Copy every line that holds the string "clone" from the data below.
[[ Material for this exercise open ]]
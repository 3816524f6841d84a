//! Intent replay: after a successful login or signup, perform the action the
//! user was interrupted in.
//!
//! `execute` consumes the pending intent (take-once, so exactly one branch
//! runs per stored intent) and either finishes the action locally or routes
//! the user to where it continues. With nothing pending, the user lands on
//! the home page.

use std::sync::Arc;

use tracing::{debug, warn};

use crate::cart::Cart;
use crate::catalog::Catalog;
use crate::nav::{Navigator, Route};

use super::intent::{Intent, IntentStore};

pub struct IntentReplayEngine {
    intents: IntentStore,
    catalog: Arc<Catalog>,
    cart: Cart,
    navigator: Arc<dyn Navigator>,
}

impl IntentReplayEngine {
    pub fn new(
        intents: IntentStore,
        catalog: Arc<Catalog>,
        cart: Cart,
        navigator: Arc<dyn Navigator>,
    ) -> Self {
        Self {
            intents,
            catalog,
            cart,
            navigator,
        }
    }

    /// Invoked once per successful authentication event.
    pub fn execute(&self) {
        match self.intents.take() {
            Some(Intent::AddToCart { product_id }) => {
                match self.catalog.product(&product_id) {
                    Some(product) => self.cart.add(product.clone()),
                    // The piece may have left the catalog while the user was
                    // signing in; still land them on its page.
                    None => warn!(product_id, "Deferred add-to-cart for unknown piece"),
                }
                self.navigator.navigate(Route::Piece(product_id));
            }
            Some(Intent::Favorite { product_id }) => {
                // Favorite persistence lives with the piece page; replaying
                // just brings the user back to it.
                self.navigator.navigate(Route::Piece(product_id));
            }
            Some(Intent::VisitProfile) => self.navigator.navigate(Route::Profile),
            Some(Intent::UploadPiece) => self.navigator.navigate(Route::Upload),
            Some(Intent::MessageSeller { seller_id }) => {
                self.navigator.navigate(Route::Messages(seller_id));
            }
            None => {
                debug!("No pending intent after authentication");
                self.navigator.navigate(Route::Home);
            }
        }
    }
}

#[cfg(test)]
mod tests {
    use super::*;
    use crate::api::transport::scripted::ScriptedTransport;
    use crate::api::ApiClient;
    use crate::auth::gate::{AuthGate, GateDecision, PromptContext, PromptState};
    use crate::auth::session::{LoginOutcome, SessionManager};
    use crate::auth::tokens::TokenStore;
    use crate::nav::RecordingNavigator;

    const LOGIN_OK: &str = r#"{"access_token":"acc-1","refresh_token":"ref-1"}"#;
    const ME_OK: &str = r#"{
        "id": "auth-user-001",
        "email": "anna.larsson@example.com",
        "username": "anna.larsson",
        "role": "user",
        "is_active": true,
        "created_at": "2023-09-12T08:00:00Z",
        "updated_at": "2024-01-05T10:30:00Z"
    }"#;

    struct Storefront {
        session: SessionManager,
        gate: AuthGate,
        cart: Cart,
        nav: RecordingNavigator,
        replay: IntentReplayEngine,
    }

    /// Wire the whole client core together the way a front-end would.
    fn storefront(transport: Arc<ScriptedTransport>) -> Storefront {
        let tokens = TokenStore::in_memory();
        let api = ApiClient::with_transport("http://test", tokens.clone(), transport);
        let intents = IntentStore::new();
        let session = SessionManager::new(api, tokens, intents.clone());
        let gate = AuthGate::new(session.clone(), intents.clone());
        let cart = Cart::new();
        let nav = RecordingNavigator::new();
        let replay = IntentReplayEngine::new(
            intents,
            Arc::new(Catalog::builtin()),
            cart.clone(),
            Arc::new(nav.clone()),
        );
        Storefront {
            session,
            gate,
            cart,
            nav,
            replay,
        }
    }

    #[test]
    fn test_replay_without_intent_goes_home() {
        let app = storefront(Arc::new(ScriptedTransport::new()));
        app.replay.execute();
        assert_eq!(app.nav.history(), vec![Route::Home]);
        assert!(app.cart.is_empty());
    }

    #[test]
    fn test_replay_routes() {
        let app = storefront(Arc::new(ScriptedTransport::new()));

        let cases = [
            (Intent::VisitProfile, Route::Profile),
            (Intent::UploadPiece, Route::Upload),
            (
                Intent::Favorite {
                    product_id: "vtg-003".to_string(),
                },
                Route::Piece("vtg-003".to_string()),
            ),
            (
                Intent::MessageSeller {
                    seller_id: "user-002".to_string(),
                },
                Route::Messages("user-002".to_string()),
            ),
        ];
        for (intent, route) in cases {
            app.session.intents().set(intent);
            app.replay.execute();
            assert_eq!(app.nav.last(), Some(route));
        }
        // Favorite does not touch the cart
        assert!(app.cart.is_empty());
    }

    #[test]
    fn test_replay_unknown_piece_still_navigates() {
        let app = storefront(Arc::new(ScriptedTransport::new()));
        app.session.intents().set(Intent::AddToCart {
            product_id: "vtg-999".to_string(),
        });
        app.replay.execute();
        assert!(app.cart.is_empty());
        assert_eq!(app.nav.last(), Some(Route::Piece("vtg-999".to_string())));
    }

    #[tokio::test]
    async fn test_anonymous_add_to_cart_replayed_after_login() {
        let transport = Arc::new(ScriptedTransport::new());
        let app = storefront(transport.clone());

        // Anonymous user taps "add to bag" on vtg-002
        let decision = app.gate.require_auth(
            Intent::AddToCart {
                product_id: "vtg-002".to_string(),
            },
            PromptContext::Cart,
        );
        assert_eq!(decision, GateDecision::Deferred);
        assert_eq!(app.gate.prompt(), PromptState::Shown(PromptContext::Cart));
        assert!(app.cart.is_empty());

        // They continue to sign-in and submit valid credentials
        assert_eq!(app.gate.confirm_prompt(), Route::Login);
        transport.push(200, LOGIN_OK);
        transport.push(200, ME_OK);
        let outcome = app.session.login("anna.larsson@example.com", "secret1").await;
        assert_eq!(outcome, LoginOutcome::Success);

        // The deferred action runs exactly once
        app.replay.execute();
        let items = app.cart.items();
        assert_eq!(items.len(), 1);
        assert_eq!(items[0].product.id, "vtg-002");
        assert_eq!(items[0].quantity, 1);
        assert_eq!(
            app.nav.last().unwrap().path(),
            "/pieces/vtg-002"
        );

        // A second authentication event finds nothing to replay
        app.replay.execute();
        assert_eq!(app.cart.item_count(), 1);
        assert_eq!(app.nav.last(), Some(Route::Home));
    }

    #[tokio::test]
    async fn test_cancelled_intent_does_not_leak_into_later_login() {
        let transport = Arc::new(ScriptedTransport::new());
        let app = storefront(transport.clone());

        // Anonymous user clicks the account icon, then dismisses the prompt
        app.gate
            .require_auth(Intent::VisitProfile, PromptContext::Profile);
        app.gate.cancel_prompt();
        assert_eq!(app.nav.history(), Vec::<Route>::new());

        // A later, unrelated login must land on home, not the profile
        transport.push(200, LOGIN_OK);
        transport.push(200, ME_OK);
        let outcome = app.session.login("anna.larsson@example.com", "secret1").await;
        assert_eq!(outcome, LoginOutcome::Success);
        app.replay.execute();
        assert_eq!(app.nav.history(), vec![Route::Home]);
    }

    #[tokio::test]
    async fn test_logout_invalidates_pending_intent() {
        let transport = Arc::new(ScriptedTransport::new());
        let app = storefront(transport.clone());

        app.gate.require_auth(
            Intent::MessageSeller {
                seller_id: "user-003".to_string(),
            },
            PromptContext::Message,
        );
        // No tokens stored, so logout skips backend revocation
        app.session.logout().await;

        app.replay.execute();
        assert_eq!(app.nav.last(), Some(Route::Home));
    }
}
[[ Material for this exercise closed ]]
* Answer to the problem:
                    Some(product) => self.cart.add(product.clone()),
        let api = ApiClient::with_transport("http://test", tokens.clone(), transport);
        let session = SessionManager::new(api, tokens, intents.clone());
        let gate = AuthGate::new(session.clone(), intents.clone());
            cart.clone(),
            Arc::new(nav.clone()),
        let app = storefront(transport.clone());
        let app = storefront(transport.clone());
        let app = storefront(transport.clone());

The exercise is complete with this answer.